MLB Amplified panel looks at Aaron’s legacy

July 31st, 2021

Two changes of clothes, a ham sandwich and train fare.

That was all Hank Aaron had in his duffel bag as he prepared to depart Mobile, Ala., to join the Indianapolis Clowns at age 18. The moment has been immortalized in a photo that hangs in the Negro Leagues Baseball Museum: The Hammer taking modest first steps toward his legendary career.

Once he retired from baseball, Aaron had much more to his name -- a World Series ring, an MVP Award and a spot in the Hall of Fame. But he never forgot the people who paved the way for him to play in the Majors, just as he went on to pave the way for future Black players.

“Often times, we celebrate the people who cross over the bridge, but rarely do we celebrate the people who built the bridge,” said Bob Kendrick, president of the Negro Leagues Baseball Museum. “We celebrate the bridge builders, but these are the folks who also have crossed over that bridge. And now they're doing the exact same thing for these young people who are now looking at them, dreaming about the possibilities.

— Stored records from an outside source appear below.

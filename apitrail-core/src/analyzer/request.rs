//! Analysis requests: validation and version selection.

use std::collections::HashSet;

use crate::error::{EvolError, Result};
use crate::result::AnalysisType;
use crate::types::VersionInfo;

/// What to analyze.
///
/// Three mutually exclusive modes: an explicit version list, an inclusive
/// range (optionally capped to the latest N versions), or a comparison of
/// exactly two versions.
#[derive(Clone, Debug, PartialEq, Eq)]
pub struct AnalysisRequest {
    pub package: String,
    pub versions: Option<Vec<String>>,
    pub from_version: Option<String>,
    pub to_version: Option<String>,
    pub max_versions: Option<usize>,
    pub compare_only: bool,
    pub calculate_changes: bool,
}

impl AnalysisRequest {
    /// Range request over every available version.
    pub fn new(package: impl Into<String>) -> Self {
        Self {
            package: package.into(),
            versions: None,
            from_version: None,
            to_version: None,
            max_versions: None,
            compare_only: false,
            calculate_changes: true,
        }
    }

    /// Analyze exactly these versions, in this order.
    pub fn with_versions<I, S>(mut self, versions: I) -> Self
    where
        I: IntoIterator<Item = S>,
        S: Into<String>,
    {
        self.versions = Some(versions.into_iter().map(Into::into).collect());
        self
    }

    pub fn from_version(mut self, version: impl Into<String>) -> Self {
        self.from_version = Some(version.into());
        self
    }

    pub fn to_version(mut self, version: impl Into<String>) -> Self {
        self.to_version = Some(version.into());
        self
    }

    pub fn with_max_versions(mut self, max: usize) -> Self {
        self.max_versions = Some(max);
        self
    }

    /// Compare `from_version` and `to_version` only, skipping everything between.
    pub fn compare_only(mut self) -> Self {
        self.compare_only = true;
        self
    }

    pub fn with_calculate_changes(mut self, calculate: bool) -> Self {
        self.calculate_changes = calculate;
        self
    }

    /// Check the parameter combination before any work is done.
    pub fn validate(&self) -> Result<AnalysisType> {
        if let Some(versions) = &self.versions {
            if self.from_version.is_some() || self.to_version.is_some() || self.compare_only {
                return Err(EvolError::ConflictingParameters(
                    "an explicit version list cannot be combined with from/to bounds or compare-only"
                        .to_string(),
                ));
            }
            if versions.is_empty() {
                return Err(EvolError::NoVersionsRequested {
                    package: self.package.clone(),
                });
            }
            let mut seen = HashSet::new();
            if let Some(repeated) = versions.iter().find(|v| !seen.insert(v.as_str())) {
                return Err(EvolError::ConflictingParameters(format!(
                    "version {} is requested more than once",
                    repeated
                )));
            }
            return Ok(AnalysisType::SpecificVersions);
        }

        if self.compare_only {
            if self.from_version.is_none() || self.to_version.is_none() {
                return Err(EvolError::ConflictingParameters(
                    "compare-only requires both from_version and to_version".to_string(),
                ));
            }
            if self.from_version == self.to_version {
                return Err(EvolError::ConflictingParameters(
                    "compare-only requires two different versions".to_string(),
                ));
            }
            return Ok(AnalysisType::CompareOnly);
        }

        Ok(AnalysisType::VersionRange)
    }

    /// Versions the request asks for, picked from `available` (provider order).
    ///
    /// `default_max` applies to range requests that set no cap themselves.
    pub fn select(
        &self,
        available: &[VersionInfo],
        default_max: Option<usize>,
    ) -> Result<Vec<VersionInfo>> {
        match self.validate()? {
            AnalysisType::SpecificVersions => {
                let requested = self.versions.as_deref().unwrap_or_default();
                requested.iter().map(|v| self.find(available, v).cloned()).collect()
            }
            AnalysisType::CompareOnly => {
                let from = self.bound(available, self.from_version.as_deref())?;
                let to = self.bound(available, self.to_version.as_deref())?;
                match (from, to) {
                    (Some(from), Some(to)) => {
                        Ok(vec![available[from].clone(), available[to].clone()])
                    }
                    _ => Err(EvolError::ConflictingParameters(
                        "compare-only requires both from_version and to_version".to_string(),
                    )),
                }
            }
            AnalysisType::VersionRange => {
                let from = self.bound(available, self.from_version.as_deref())?;
                let to = self.bound(available, self.to_version.as_deref())?;
                if let (Some(from), Some(to)) = (from, to) {
                    if from > to {
                        return Err(EvolError::ConflictingParameters(format!(
                            "from_version {} comes after to_version {}",
                            self.from_version.as_deref().unwrap_or_default(),
                            self.to_version.as_deref().unwrap_or_default()
                        )));
                    }
                }
                let start = from.unwrap_or(0);
                let end = to.map_or(available.len(), |to| to + 1);

                let mut range = &available[start..end];
                if let Some(max) = self.max_versions.or(default_max) {
                    range = &range[range.len().saturating_sub(max)..];
                }
                Ok(range.to_vec())
            }
        }
    }

    fn find<'a>(&self, available: &'a [VersionInfo], version: &str) -> Result<&'a VersionInfo> {
        available
            .iter()
            .find(|v| v.version() == version)
            .ok_or_else(|| self.not_found(version))
    }

    fn bound(&self, available: &[VersionInfo], version: Option<&str>) -> Result<Option<usize>> {
        match version {
            Some(v) => available
                .iter()
                .position(|info| info.version() == v)
                .map(Some)
                .ok_or_else(|| self.not_found(v)),
            None => Ok(None),
        }
    }

    fn not_found(&self, version: &str) -> EvolError {
        EvolError::VersionNotFound {
            package: self.package.clone(),
            version: version.to_string(),
        }
    }
}

#[cfg(test)]
mod tests {
    use super::*;

    fn available() -> Vec<VersionInfo> {
        ["1.0", "1.1", "1.2", "2.0", "2.1"]
            .iter()
            .map(|v| VersionInfo::new(*v, None))
            .collect()
    }

    fn names(versions: &[VersionInfo]) -> Vec<&str> {
        versions.iter().map(|v| v.version()).collect()
    }

    #[test]
    fn test_validate_conflicts() {
        let request = AnalysisRequest::new("pkg")
            .with_versions(["1.0"])
            .from_version("1.0");
        assert!(matches!(
            request.validate(),
            Err(EvolError::ConflictingParameters(_))
        ));

        let request = AnalysisRequest::new("pkg").with_versions(["1.0"]).compare_only();
        assert!(matches!(
            request.validate(),
            Err(EvolError::ConflictingParameters(_))
        ));

        let request = AnalysisRequest::new("pkg").from_version("1.0").compare_only();
        assert!(matches!(
            request.validate(),
            Err(EvolError::ConflictingParameters(_))
        ));
    }

    #[test]
    fn test_validate_empty_list() {
        let request = AnalysisRequest::new("pkg").with_versions(Vec::<String>::new());
        assert!(matches!(
            request.validate(),
            Err(EvolError::NoVersionsRequested { .. })
        ));
    }

    #[test]
    fn test_select_specific_keeps_request_order() {
        let request = AnalysisRequest::new("pkg").with_versions(["2.0", "1.0"]);
        let selected = request.select(&available(), None).unwrap();
        assert_eq!(names(&selected), vec!["2.0", "1.0"]);
        assert_eq!(request.validate().unwrap(), AnalysisType::SpecificVersions);
    }

    #[test]
    fn test_select_specific_unknown_version() {
        let request = AnalysisRequest::new("pkg").with_versions(["1.0", "9.9"]);
        let err = request.select(&available(), None).unwrap_err();
        assert!(matches!(err, EvolError::VersionNotFound { version, .. } if version == "9.9"));
    }

    #[test]
    fn test_select_range() {
        let request = AnalysisRequest::new("pkg").from_version("1.1").to_version("2.0");
        let selected = request.select(&available(), None).unwrap();
        assert_eq!(names(&selected), vec!["1.1", "1.2", "2.0"]);

        let all = AnalysisRequest::new("pkg").select(&available(), None).unwrap();
        assert_eq!(all.len(), 5);
    }

    #[test]
    fn test_select_range_max_versions_keeps_latest() {
        let request = AnalysisRequest::new("pkg").with_max_versions(2);
        let selected = request.select(&available(), Some(4)).unwrap();
        assert_eq!(names(&selected), vec!["2.0", "2.1"]);

        let selected = AnalysisRequest::new("pkg").select(&available(), Some(3)).unwrap();
        assert_eq!(names(&selected), vec!["1.2", "2.0", "2.1"]);
    }

    #[test]
    fn test_select_range_bad_bounds() {
        let request = AnalysisRequest::new("pkg").from_version("0.1");
        assert!(matches!(
            request.select(&available(), None),
            Err(EvolError::VersionNotFound { .. })
        ));

        let request = AnalysisRequest::new("pkg").from_version("2.0").to_version("1.0");
        assert!(matches!(
            request.select(&available(), None),
            Err(EvolError::ConflictingParameters(_))
        ));

        let request = AnalysisRequest::new("pkg").from_version("1.1").to_version("1.0");
        assert!(matches!(
            request.select(&available(), None),
            Err(EvolError::ConflictingParameters(_))
        ));

        let request = AnalysisRequest::new("pkg").from_version("1.1").to_version("1.1");
        assert_eq!(names(&request.select(&available(), None).unwrap()), vec!["1.1"]);
    }

    #[test]
    fn test_validate_repeated_version() {
        let request = AnalysisRequest::new("pkg").with_versions(["1.0", "1.1", "1.0"]);
        assert!(matches!(
            request.validate(),
            Err(EvolError::ConflictingParameters(_))
        ));

        let request = AnalysisRequest::new("pkg")
            .from_version("1.0")
            .to_version("1.0")
            .compare_only();
        assert!(matches!(
            request.validate(),
            Err(EvolError::ConflictingParameters(_))
        ));
    }

    #[test]
    fn test_select_compare_only() {
        let request = AnalysisRequest::new("pkg")
            .from_version("2.1")
            .to_version("1.0")
            .compare_only();
        let selected = request.select(&available(), None).unwrap();
        assert_eq!(names(&selected), vec!["2.1", "1.0"]);
    }
}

“Henry Aaron was no different.”

Aaron passed away in January 2021, but his spirit was alive at the Hank Aaron Invitational, which culminated in Hank Aaron Weekend at Truist Park, home of the Atlanta Braves. Kendrick moderated an Amplified panel, presented by MLB and The Players Alliance, in which Black baseball professionals discussed how Aaron’s legacy persists in today’s game.

Like other former Negro Leagues players, Aaron was more than just a great ballplayer. He broke barriers, opening the door for others to follow in his path. Former MVP and Phillies great Ryan Howard said he pays homage to oft-unsung heroes of the Negro Leagues.

“Those [players] were the ones that helped blaze that path, which allowed me to be able to have the opportunity to go out and go play,” Howard said. “I wanted to try to carry a piece of them because they didn't get that opportunity; they had to stay over here on the side. But I wanted to carry that over into the big leagues with me.”

Integrating the game was one challenge, but truly changing the game was another. Twenty-seven years after Jackie Robinson broke the color barrier, Aaron broke Babe Ruth’s longstanding all-time home run record. And 27 years later, the hate Aaron received was not unlike the vitriol that Robinson experienced when he joined the Brooklyn Dodgers.

Aaron’s legacy is not just expressed through his on-field accomplishments, but in his ability to persevere through extreme adversity -- a trait that Black ballplayers, then and now, have plenty of experience with.

“I wonder how hard it was for them in ways that we will never know. I know what it's like to be the only one in the room,” said Michele Meyer-Shipp, MLB’s chief people and culture officer. “I can't imagine what he experienced, what he felt like, the comments he heard, the letters and things that he got. So, I think about someone who left a legacy of courage and tenacity, and grit and resilience. And that, to me, is just more powerful than words can say.”

The Players Alliance is one way to honor that legacy. Former MLB outfielder Curtis Granderson, president of the organization, said the goal is to grow the game while creating better opportunities for the Black community.

“We're going to continue to keep making sure that if you want to play this game, you're going to have the ability to play this game,” Granderson said. “[We] all have that same mission and are continuing to keep pushing forward and continuing to keep striving to make this game the best game that it can be, and ultimately will be, once we finish with it.”

Meyer-Shipp said access and exposure are two major areas of focus for MLB and The Players Alliance. Youth baseball can be expensive at elite levels, and players with financial hardships often miss out on events where they may be seen by scouts.

“The landscape of youth baseball is completely changed, because that's what it's all about now; it's showcases,” Howard said. “When these kids can have that access -- and be exposed to opportunities to be able to potentially get drafted, or potentially go to school and get a scholarship and get drafted -- I think that it speaks volumes.”

But it all starts small, just like with Aaron and his duffel bag. That’s what The Players Alliance is all about: Individuals can make their mark on the game, but many individuals working toward a common goal can transform it.

“If we can do it together, I felt like it'd make a huge impact,” said former MLB pitcher CC Sabathia, vice president of The Players Alliance. “Having people in positions of power that look like you, or that show up and show interest in what you're doing, just fuels dreams.”